In an ugly cut ahead of the festival season starting with Ganeshotsav from August 31, fresh buffalo milk prices have been hiked by Rs 5/litre — from the existing Rs 73 to Rs 78 now, an official said here on Monday.
The Mumbai Milk Producers Association (MMPA) — with around 1,700 members — will implement the revised fresh buffalo milk prices from September 1 till February 28, 2023, after which it may be reviewed, it was decided at a meeting presided over by C.K. Singh, committee member, on Sunday.
The MMPA Vice-President, Kasam Kashmiri, said that the price hike was unavoidable in view of the massive increase of 15-25 per cent in the prices of milch animals, their daily food items like seeds, chuni, chana-chuni, grass, and doubling of prices of grass, pinda, etc.

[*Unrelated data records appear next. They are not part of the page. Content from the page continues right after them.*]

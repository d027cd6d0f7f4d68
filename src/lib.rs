//! Pressroom: a self-hosted web content management server.
//!
//! Resources (pages, files, images) live per site in WORK and LIVE version
//! slots with locking, publish windows and entity-tag concurrency control.
//! Rendered output is fronted by a tag-addressable response cache, and site
//! traffic is dispatched through a chain of content-type-specific handlers.

pub mod application;
pub mod cache;
pub mod config;
pub mod dispatch;
pub mod domain;
pub mod infra;
pub mod search;
pub mod util;
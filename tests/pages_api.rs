//! REST lifecycle tests for the pages API: create, update, lock, publish,
//! unpublish, and the status contract around entity tags and roles.

use std::sync::Arc;
use std::time::Duration;

use axum::Router;
use axum::body::Body;
use axum::http::{Request, StatusCode, header};
use http_body_util::BodyExt;
use pressroom::application::files::FileService;
use pressroom::application::feeds::FeedService;
use pressroom::application::pages::PageService;
use pressroom::application::previews::PreviewService;
use pressroom::application::repos::ContentRepository;
use pressroom::application::search::SearchService;
use pressroom::cache::{CacheConfig, ResponseCache};
use pressroom::config::AccountSettings;
use pressroom::dispatch::handlers::{
    ActionRequestHandler, FeedRequestHandler, FileRequestHandler, ImageRequestHandler,
    PageRequestHandler, StaticRequestHandler,
};
use pressroom::dispatch::{ActionRegistry, RequestHandler, SiteDispatcher};
use pressroom::infra::content_store::ContentStore;
use pressroom::infra::http::{HttpState, UserDirectory, build_router};
use pressroom::infra::repository::FsContentRepository;
use pressroom_api_types::{ErrorBody, ResourceDocument, SearchResultDocument, VersionView};
use serde_json::json;
use tower::ServiceExt;

const EDITOR_TOKEN: &str = "editor-token";
const PUBLISHER_TOKEN: &str = "publisher-token";
const ADMIN_TOKEN: &str = "admin-token";

fn test_router() -> Router {
    let repository: Arc<dyn ContentRepository> = Arc::new(FsContentRepository::in_memory());
    let cache = Arc::new(ResponseCache::new(&CacheConfig::default()));
    let content_store = Arc::new(ContentStore::in_memory());
    let previews = Arc::new(PreviewService::new(repository.clone()));
    let pages = Arc::new(PageService::new(
        repository.clone(),
        cache.clone(),
        previews.clone(),
    ));
    let files = Arc::new(FileService::new(
        repository.clone(),
        content_store,
        cache.clone(),
    ));
    let search = Arc::new(SearchService::new(repository.clone()));
    let feeds = Arc::new(FeedService::new(
        repository.clone(),
        "Test Site",
        "http://test.local",
    ));

    let handlers: Vec<Box<dyn RequestHandler>> = vec![
        Box::new(ActionRequestHandler::new(
            Arc::new(ActionRegistry::new()),
            cache.clone(),
        )),
        Box::new(PageRequestHandler::new(
            repository.clone(),
            cache.clone(),
            Duration::from_secs(60),
            Duration::from_secs(10),
        )),
        Box::new(FileRequestHandler::new(files.clone())),
        Box::new(ImageRequestHandler::new(files.clone(), vec![])),
        Box::new(FeedRequestHandler::new(
            feeds,
            cache.clone(),
            Duration::from_secs(60),
            Duration::from_secs(10),
        )),
        Box::new(StaticRequestHandler::new(None)),
    ];

    let directory = Arc::new(UserDirectory::from_settings(&[
        AccountSettings {
            login: "jdoe".into(),
            realm: None,
            name: Some("John Doe".into()),
            token: EDITOR_TOKEN.into(),
            roles: vec!["editor".into()],
        },
        AccountSettings {
            login: "amelie".into(),
            realm: None,
            name: None,
            token: PUBLISHER_TOKEN.into(),
            roles: vec!["publisher".into()],
        },
        AccountSettings {
            login: "root".into(),
            realm: None,
            name: None,
            token: ADMIN_TOKEN.into(),
            roles: vec!["site_admin".into()],
        },
    ]));

    build_router(HttpState {
        site: String::from("main"),
        pages,
        files,
        search,
        previews,
        dispatcher: Arc::new(SiteDispatcher::new(handlers)),
        directory,
    })
}

fn request(method: &str, uri: &str, token: Option<&str>, body: Option<serde_json::Value>) -> Request<Body> {
    let mut builder = Request::builder().method(method).uri(uri);
    if let Some(token) = token {
        builder = builder.header(header::AUTHORIZATION, format!("Bearer {token}"));
    }
    match body {
        Some(body) => builder
            .header(header::CONTENT_TYPE, "application/json")
            .body(Body::from(body.to_string()))
            .expect("request"),
        None => builder.body(Body::empty()).expect("request"),
    }
}

async fn json_body<T: serde::de::DeserializeOwned>(response: axum::response::Response) -> T {
    let bytes = response
        .into_body()
        .collect()
        .await
        .expect("body")
        .to_bytes();
    serde_json::from_slice(&bytes).expect("json body")
}

fn page_body(path: &str) -> serde_json::Value {
    json!({
        "path": path,
        "title": "A page",
        "template": "default",
        "composers": [{
            "id": "#stage#",
            "pagelets": [{
                "module": "text",
                "id": "paragraph",
                "elements": { "body": "Hello world" }
            }]
        }]
    })
}

async fn create_page(router: &Router, path: &str) -> ResourceDocument {
    let response = router
        .clone()
        .oneshot(request(
            "POST",
            "/api/pages",
            Some(EDITOR_TOKEN),
            Some(page_body(path)),
        ))
        .await
        .expect("response");
    assert_eq!(response.status(), StatusCode::CREATED);
    json_body(response).await
}

#[tokio::test]
async fn anonymous_creation_is_unauthorized() {
    let router = test_router();
    let response = router
        .oneshot(request("POST", "/api/pages", None, Some(page_body("/a"))))
        .await
        .expect("response");
    assert_eq!(response.status(), StatusCode::UNAUTHORIZED);
}

#[tokio::test]
async fn unknown_tokens_are_rejected_outright() {
    let router = test_router();
    let response = router
        .oneshot(request(
            "GET",
            "/api/pages",
            Some("wrong-token"),
            None,
        ))
        .await
        .expect("response");
    assert_eq!(response.status(), StatusCode::UNAUTHORIZED);
}

#[tokio::test]
async fn created_pages_come_back_with_an_etag() {
    let router = test_router();
    let document = create_page(&router, "/news/launch").await;
    assert_eq!(document.path, "/news/launch");
    assert_eq!(document.version, VersionView::Work);
    assert!(document.etag.starts_with("W/\""));
}

#[tokio::test]
async fn creating_twice_at_the_same_path_conflicts() {
    let router = test_router();
    create_page(&router, "/a").await;
    let response = router
        .oneshot(request(
            "POST",
            "/api/pages",
            Some(EDITOR_TOKEN),
            Some(page_body("/a")),
        ))
        .await
        .expect("response");
    assert_eq!(response.status(), StatusCode::CONFLICT);
    let body: ErrorBody = json_body(response).await;
    assert_eq!(body.error.code, "conflict");
}

#[tokio::test]
async fn updates_without_a_fresh_etag_fail_the_precondition() {
    let router = test_router();
    let document = create_page(&router, "/a").await;

    // Missing If-Match.
    let response = router
        .clone()
        .oneshot(request(
            "PUT",
            &format!("/api/pages/{}", document.id),
            Some(EDITOR_TOKEN),
            Some(page_body("/a")),
        ))
        .await
        .expect("response");
    assert_eq!(response.status(), StatusCode::PRECONDITION_FAILED);

    // Stale If-Match.
    let mut stale = request(
        "PUT",
        &format!("/api/pages/{}", document.id),
        Some(EDITOR_TOKEN),
        Some(page_body("/a")),
    );
    stale
        .headers_mut()
        .insert(header::IF_MATCH, "W/\"1\"".parse().expect("etag"));
    let response = router.clone().oneshot(stale).await.expect("response");
    assert_eq!(response.status(), StatusCode::PRECONDITION_FAILED);

    // Fresh If-Match succeeds.
    let mut fresh = request(
        "PUT",
        &format!("/api/pages/{}", document.id),
        Some(EDITOR_TOKEN),
        Some(page_body("/a")),
    );
    fresh
        .headers_mut()
        .insert(header::IF_MATCH, document.etag.parse().expect("etag"));
    let response = router.oneshot(fresh).await.expect("response");
    assert_eq!(response.status(), StatusCode::OK);
}

#[tokio::test]
async fn foreign_locks_block_updates_with_forbidden() {
    let router = test_router();
    let document = create_page(&router, "/a").await;

    // The publisher takes the lock.
    let response = router
        .clone()
        .oneshot(request(
            "POST",
            &format!("/api/pages/{}/lock", document.id),
            Some(PUBLISHER_TOKEN),
            None,
        ))
        .await
        .expect("response");
    assert_eq!(response.status(), StatusCode::OK);
    let locked: ResourceDocument = json_body(response).await;
    assert_eq!(locked.locked_by.map(|u| u.id), Some("amelie".into()));

    // The editor's update bounces off the lock.
    let mut update = request(
        "PUT",
        &format!("/api/pages/{}", document.id),
        Some(EDITOR_TOKEN),
        Some(page_body("/a")),
    );
    update
        .headers_mut()
        .insert(header::IF_MATCH, locked.etag.parse().expect("etag"));
    let response = router.clone().oneshot(update).await.expect("response");
    assert_eq!(response.status(), StatusCode::FORBIDDEN);

    // A site admin may break the lock.
    let response = router
        .clone()
        .oneshot(request(
            "DELETE",
            &format!("/api/pages/{}/lock", document.id),
            Some(ADMIN_TOKEN),
            None,
        ))
        .await
        .expect("response");
    assert_eq!(response.status(), StatusCode::OK);
}

#[tokio::test]
async fn publish_requires_the_publisher_role() {
    let router = test_router();
    let document = create_page(&router, "/a").await;

    let mut publish = request(
        "POST",
        &format!("/api/pages/{}/publish", document.id),
        Some(EDITOR_TOKEN),
        Some(json!({})),
    );
    publish
        .headers_mut()
        .insert(header::IF_MATCH, document.etag.parse().expect("etag"));
    let response = router.clone().oneshot(publish).await.expect("response");
    assert_eq!(response.status(), StatusCode::FORBIDDEN);
}

#[tokio::test]
async fn publish_lifecycle_round_trip() {
    let router = test_router();
    let document = create_page(&router, "/a").await;

    let mut publish = request(
        "POST",
        &format!("/api/pages/{}/publish", document.id),
        Some(PUBLISHER_TOKEN),
        Some(json!({})),
    );
    publish
        .headers_mut()
        .insert(header::IF_MATCH, document.etag.parse().expect("etag"));
    let response = router.clone().oneshot(publish).await.expect("response");
    assert_eq!(response.status(), StatusCode::OK);
    let live: ResourceDocument = json_body(response).await;
    assert_eq!(live.version, VersionView::Live);
    assert_eq!(
        live.published.as_ref().map(|p| p.user.id.as_str()),
        Some("amelie")
    );

    // The work slot is gone.
    let response = router
        .clone()
        .oneshot(request(
            "GET",
            &format!("/api/pages/{}?version=work", document.id),
            None,
            None,
        ))
        .await
        .expect("response");
    assert_eq!(response.status(), StatusCode::NOT_FOUND);

    // Unpublish restores a draft without publication metadata.
    let mut unpublish = request(
        "DELETE",
        &format!("/api/pages/{}/publish", document.id),
        Some(PUBLISHER_TOKEN),
        None,
    );
    unpublish
        .headers_mut()
        .insert(header::IF_MATCH, live.etag.parse().expect("etag"));
    let response = router.clone().oneshot(unpublish).await.expect("response");
    assert_eq!(response.status(), StatusCode::OK);
    let work: ResourceDocument = json_body(response).await;
    assert_eq!(work.version, VersionView::Work);
    assert!(work.published.is_none());
}

#[tokio::test]
async fn publish_with_dangling_reference_fails_the_precondition() {
    let router = test_router();
    let body = json!({
        "path": "/a",
        "title": "Broken",
        "composers": [{
            "id": "#stage#",
            "pagelets": [{
                "module": "content",
                "id": "teaser",
                "properties": { "resourceid": "00000000-0000-0000-0000-00000000beef" }
            }]
        }]
    });
    let response = router
        .clone()
        .oneshot(request("POST", "/api/pages", Some(EDITOR_TOKEN), Some(body)))
        .await
        .expect("response");
    assert_eq!(response.status(), StatusCode::CREATED);
    let document: ResourceDocument = json_body(response).await;

    let mut publish = request(
        "POST",
        &format!("/api/pages/{}/publish", document.id),
        Some(PUBLISHER_TOKEN),
        Some(json!({})),
    );
    publish
        .headers_mut()
        .insert(header::IF_MATCH, document.etag.parse().expect("etag"));
    let response = router.oneshot(publish).await.expect("response");
    assert_eq!(response.status(), StatusCode::PRECONDITION_FAILED);
    let body: ErrorBody = json_body(response).await;
    assert!(body.error.message.contains("unresolved"));
}

#[tokio::test]
async fn search_finds_the_draft_by_path() {
    let router = test_router();
    create_page(&router, "/a/b").await;

    let response = router
        .oneshot(request(
            "GET",
            "/api/search?path=/a/b&version=work&limit=10&offset=0",
            None,
            None,
        ))
        .await
        .expect("response");
    assert_eq!(response.status(), StatusCode::OK);
    let result: SearchResultDocument = json_body(response).await;
    assert_eq!(result.hit_count, 1);
    assert_eq!(result.hits[0].path, "/a/b");
}

#[tokio::test]
async fn missing_pages_are_not_found() {
    let router = test_router();
    let response = router
        .oneshot(request(
            "GET",
            "/api/pages/00000000-0000-0000-0000-000000000001",
            None,
            None,
        ))
        .await
        .expect("response");
    assert_eq!(response.status(), StatusCode::NOT_FOUND);
}

#[tokio::test]
async fn previews_render_drafts_for_editors_only() {
    let router = test_router();
    let document = create_page(&router, "/a").await;

    let response = router
        .clone()
        .oneshot(request(
            "GET",
            &format!("/api/previews/{}?version=work", document.id),
            None,
            None,
        ))
        .await
        .expect("response");
    assert_eq!(response.status(), StatusCode::UNAUTHORIZED);

    let response = router
        .oneshot(request(
            "GET",
            &format!("/api/previews/{}?version=work", document.id),
            Some(EDITOR_TOKEN),
            None,
        ))
        .await
        .expect("response");
    assert_eq!(response.status(), StatusCode::OK);
    let bytes = response
        .into_body()
        .collect()
        .await
        .expect("body")
        .to_bytes();
    let html = String::from_utf8(bytes.to_vec()).expect("utf8");
    assert!(html.contains("Hello world"));
}
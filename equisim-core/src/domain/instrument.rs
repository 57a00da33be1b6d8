//! Instrument metadata: tax class and sector membership.

use rust_decimal::Decimal;
use rust_decimal_macros::dec;
use serde::{Deserialize, Serialize};

/// Tax class of a listed instrument. Sell-side transaction tax differs
/// per class; buys are never taxed.
#[derive(Debug, Clone, Copy, PartialEq, Eq, Hash, Serialize, Deserialize)]
#[serde(rename_all = "snake_case")]
pub enum InstrumentType {
    Equity,
    Etf,
    Reit,
}

impl InstrumentType {
    /// Default sell-side tax rate for the class.
    pub fn default_tax_rate(self) -> Decimal {
        match self {
            InstrumentType::Equity => dec!(0.003),
            InstrumentType::Etf => dec!(0.0008),
            InstrumentType::Reit => dec!(0.0035),
        }
    }
}

/// Per-symbol metadata consulted by the ledger for tax and sector
/// concentration checks. Symbols without an entry are treated as plain
/// equities with no sector.
#[derive(Debug, Clone, PartialEq, Serialize, Deserialize)]
pub struct Instrument {
    pub symbol: String,
    pub instrument_type: InstrumentType,
    pub sector: Option<String>,
}

impl Instrument {
    pub fn equity(symbol: impl Into<String>) -> Self {
        Self {
            symbol: symbol.into(),
            instrument_type: InstrumentType::Equity,
            sector: None,
        }
    }

    pub fn with_sector(mut self, sector: impl Into<String>) -> Self {
        self.sector = Some(sector.into());
        self
    }
}

#[cfg(test)]
mod tests {
    use super::*;

    #[test]
    fn tax_rates_differ_per_class() {
        assert_eq!(InstrumentType::Equity.default_tax_rate(), dec!(0.003));
        assert_eq!(InstrumentType::Etf.default_tax_rate(), dec!(0.0008));
        assert_eq!(InstrumentType::Reit.default_tax_rate(), dec!(0.0035));
    }

    #[test]
    fn builder_sets_sector() {
        let inst = Instrument::equity("005930").with_sector("semiconductors");
        assert_eq!(inst.sector.as_deref(), Some("semiconductors"));
        assert_eq!(inst.instrument_type, InstrumentType::Equity);
    }
}
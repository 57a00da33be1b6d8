//! Domain types: bars, signals, orders, transactions, positions,
//! portfolio, instruments.

pub mod bar;
pub mod instrument;
pub mod order;
pub mod portfolio;
pub mod position;
pub mod signal;
pub mod transaction;

pub use bar::MarketBar;
pub use instrument::{Instrument, InstrumentType};
pub use order::{OrderRequest, OrderSide};
pub use portfolio::Portfolio;
pub use position::Position;
pub use signal::{InvalidSignal, Signal, SignalKind};
pub use transaction::{CostComponents, Transaction};
//! Long-only position carrying its exact total cost basis.

use rust_decimal::Decimal;
use serde::{Deserialize, Serialize};

/// An open holding. Quantity is always positive while the position
/// exists; the ledger removes the entry when the quantity reaches zero.
///
/// The basis is stored as an exact total rather than a per-share
/// average, so valuation and realized P&L never inherit rounding from
/// a non-terminating division.
#[derive(Debug, Clone, PartialEq, Serialize, Deserialize)]
pub struct Position {
    pub symbol: String,
    pub quantity: u64,
    cost_basis: Decimal,
}

impl Position {
    pub fn open(symbol: impl Into<String>, quantity: u64, price: Decimal) -> Self {
        Self {
            symbol: symbol.into(),
            quantity,
            cost_basis: Decimal::from(quantity) * price,
        }
    }

    /// Exact total cost basis of the holding.
    pub fn cost_basis(&self) -> Decimal {
        self.cost_basis
    }

    /// Quantity-weighted average cost per share. Derived for display
    /// and fallback marks; valuation works from the exact basis.
    pub fn average_cost(&self) -> Decimal {
        if self.quantity == 0 {
            Decimal::ZERO
        } else {
            self.cost_basis / Decimal::from(self.quantity)
        }
    }

    pub fn market_value(&self, price: Decimal) -> Decimal {
        Decimal::from(self.quantity) * price
    }

    pub fn unrealized_pnl(&self, price: Decimal) -> Decimal {
        self.market_value(price) - self.cost_basis
    }

    /// Add shares at a fill price. The basis grows by the exact notional.
    pub fn add(&mut self, quantity: u64, price: Decimal) {
        self.quantity += quantity;
        self.cost_basis += Decimal::from(quantity) * price;
    }

    /// Remove shares, returning the gross realized P&L against the
    /// proportional slice of the basis. The remaining basis is computed
    /// by subtraction, so the sold and remaining slices always sum to
    /// the old basis exactly.
    pub fn reduce(&mut self, quantity: u64, price: Decimal) -> Decimal {
        debug_assert!(quantity <= self.quantity, "ledger must pre-check holdings");
        let sold_basis = if quantity == self.quantity {
            self.cost_basis
        } else {
            self.cost_basis * Decimal::from(quantity) / Decimal::from(self.quantity)
        };
        self.quantity -= quantity;
        self.cost_basis -= sold_basis;
        Decimal::from(quantity) * price - sold_basis
    }
}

Singh said that the two years of Covid-19 pandemic spelt disaster for the stable owners in the Mumbai-Thane region and they were almost reduced to beggary.
“Now, that we are struggling back to normal, we are lacking financial resources in view of the high inflation on all fronts and have been forced to increase the fresh buffalo milk rates,” Singh added.
Mumbai is one of the biggest urban markets with an annual turnover of around Rs 2000-crore generated by buffalo fresh milk alone, and is monopolised by people from eastern Uttar Pradesh.
The city with a population of around 1.75 crore consumes an average of 45 lakh litres per day, with a fresh buffalo milk component of over 700,000 litres.
“The maximum consumers for fresh buffalo milk are commercial users like hotels, restaurants, foodstuffs or sweetmeats producers, etc, plus households, in view of its creamy nature,” explained Singh, hinting that the prices of all these milk-products items could also shoot up before Ganeshotsav, Navratri, Diwali, Christmas, etc. festivals over the next six months.
There are around 100,000 milch buffaloes including 35,000 in stables spread in Mumbai and the rest in Thane, from where milk is harvested daily and reaches the consumers here in over 1,000 trucks of milk-vans.
The trade is conducted by 1,700 stable owners and employs 12,000 persons directly working with the buffalos and another 5,000-plus in allied trades and retail outlets that survive directly on this business, said Singh.
The latest increase does not affect cow milk or the refrigerated milk and other products supplied by commercial dairies to the city from other parts of the state or rest of India.